I’ve already described my experiences with the small group, or havurah, that my family had celebrated Shabbat and holidays with. When the group so painfully deserted the children and me following Tracey’s feminine debut, I shared my anguish with friends outside the Jewish community.

“This is a religious group?” my friends questioned, incredulous.

I couldn’t explain to people who were giving me so much support why the Jewish community had no warmth to spare my children or me. I didn’t, I don’t, know. Much worse, I didn’t know what to tell my children. So many adults recall experiences with religious communities during childhood that poisoned their relationship to faith for life. I didn’t want that for my children. I decided I had to try to offset the bad memories by creating good ones.

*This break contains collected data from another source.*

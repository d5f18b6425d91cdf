use thiserror::Error;

#[derive(Debug, Error)]
pub enum PollError {
    #[error("transport error: {message}")]
    Transport { message: String },
    #[error("cache error: {message}")]
    Cache { message: String },
    #[error("invalid config: {message}")]
    Config { message: String },
}
use crate::backend::{CallDirection, CallProvider, CallRecord, ProviderError, TimeWindow};
use async_trait::async_trait;
use serde::Deserialize;
use std::time::Duration;

const REQUEST_TIMEOUT_SECS: u64 = 15;

#[derive(Clone)]
pub struct HttpCallProvider {
    client: reqwest::Client,
    base_url: String,
    token: Option<String>,
}

#[derive(Debug, Deserialize)]
struct CallsPage {
    calls: Vec<CallRecord>,
}

impl HttpCallProvider {
    pub fn new(base_url: String, token: Option<String>) -> Result<Self, ProviderError> {
        let client = reqwest::Client::builder()
            .timeout(Duration::from_secs(REQUEST_TIMEOUT_SECS))
            .build()
            .map_err(|err| ProviderError::Unavailable {
                message: err.to_string(),
            })?;
        Ok(Self {
            client,
            base_url: base_url.trim_end_matches('/').to_string(),
            token,
        })
    }

    pub fn from_env() -> Result<Self, ProviderError> {
        let base_url = std::env::var("CALLWATCH_PROVIDER_URL").map_err(|_| {
            ProviderError::Unavailable {
                message: "CALLWATCH_PROVIDER_URL not set".to_string(),
            }
        })?;
        let token = std::env::var("CALLWATCH_PROVIDER_TOKEN").ok();
        Self::new(base_url, token)
    }
}

#[async_trait]
impl CallProvider for HttpCallProvider {
    async fn list_call_records(
        &self,
        window: TimeWindow,
        direction: Option<CallDirection>,
    ) -> Result<Vec<CallRecord>, ProviderError> {
        let mut request = self
            .client
            .get(format!("{}/calls", self.base_url))
            .query(&[
                ("start_time", window.since.to_rfc3339()),
                ("end_time", window.until.to_rfc3339()),
            ]);
        if let Some(direction) = direction {
            let value = match direction {
                CallDirection::Inbound => "inbound",
                CallDirection::Outbound => "outbound",
            };
            request = request.query(&[("direction", value)]);
        }
        if let Some(token) = &self.token {
            request = request.bearer_auth(token);
        }

        let response = request
            .send()
            .await
            .map_err(|err| ProviderError::Unavailable {
                message: err.to_string(),
            })?;
        if !response.status().is_success() {
            return Err(ProviderError::Unavailable {
                message: format!("provider returned {}", response.status()),
            });
        }
        let page: CallsPage =
            response
                .json()
                .await
                .map_err(|err| ProviderError::InvalidResponse {
                    message: err.to_string(),
                })?;
        Ok(page.calls)
    }
}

Our first post-Tracey Passover gave me the opportunity to lead our family seder solo for the first time. In the Jewish year, Passover is a profound experience of release from bondage, renewal, regeneration, re-creation. That’s what this particular Passover was for me. The occasion carried traces of sadness for all that we had lost. I didn’t pretend to myself that these feelings weren’t present. What’s more, I didn’t have to engage in pretense with anyone else. From my place at the head of my dining room table, I led the seder with self-confidence and joy and, sweetest of all, with my children’s help. When I looked at our assembled guests, unaffiliated Jews and gentiles who might not have celebrated this holiday at all if not for my invitation to join us, I marveled to think that everyone there knew what the children and I had been through. The fact of their knowing didn’t leave me vulnerable or exposed. It made me stronger. It felt good.

That Passover was a coming-of-age milestone event for me. We’ve had many other wonderful Jewish occasions since, often in our own home. On one Rosh Hashanah, the Jewish New Year, Sam and I grew tired of synagogue hopping in pursuit of a place where I could feel comfortable. We decided to stay home and study the part of the Torah, the Bible, that is read in synagogue on that day. With Lilly curled up against Sam on the living room sofa, Adam, Bibi, Sam, and I had a richly spiritual and wide-ranging conversation as four equal searchers. It was a conversation that inside sanctuary walls probably wouldn’t have taken place at all and would never have included children. That Rosh Hashanah day we also inaugurated a private practice of doing Tashlich together. In this New Year’s ritual, Jews toss bread crumbs, representing sins or other things they wish to rid themselves of from the past year, into moving water. While a group from the synagogue performed Tashlich at a local river, we found quiet meaning at the edge of a stream near my home, casting our crumbs with one another—and with the dog who dived into the water after them. My children and I, now sometimes joined by Sam, share many such Jewish experiences on our own.

Yet I still long for community. For me and for my children.

Recently I mentioned our community’s embrace of Tracey, and its desertion of my children and me, to a rabbi I didn’t know at the time Tracey went public. While I spoke, the rabbi nodded and smiled as if anticipating everything he heard. I felt confused. Had he somehow known what I was going to say?

“I’m familiar with everything you’re describing,” he explained. “Over twenty years ago my father came out as a gay man. Saying you were gay in the late eighties was like saying you’re transgendered now. My family felt the way yours did. Our congregation treated him like a hero and we felt abandoned. I remember my mother saying exactly the things you’re saying now.”

Can the rabbi’s story help my children? Would it make them feel better or worse to hear that religious communities commonly turn away at the very moments when, in Bibi’s words, you need to feel love? Maybe for children—or anyone?—the assurance that God loves you when you don’t feel loved by your fellow worshippers just isn’t real. Just isn’t enough.

Once during our first year as a single-parent family, Bibi told me, “With all these changes I need something to hold on to!”

“How about Hashem [God]?” I suggested.

“Mama…” She sighed patiently. “It’s hard for me to be religious when I’m eight.”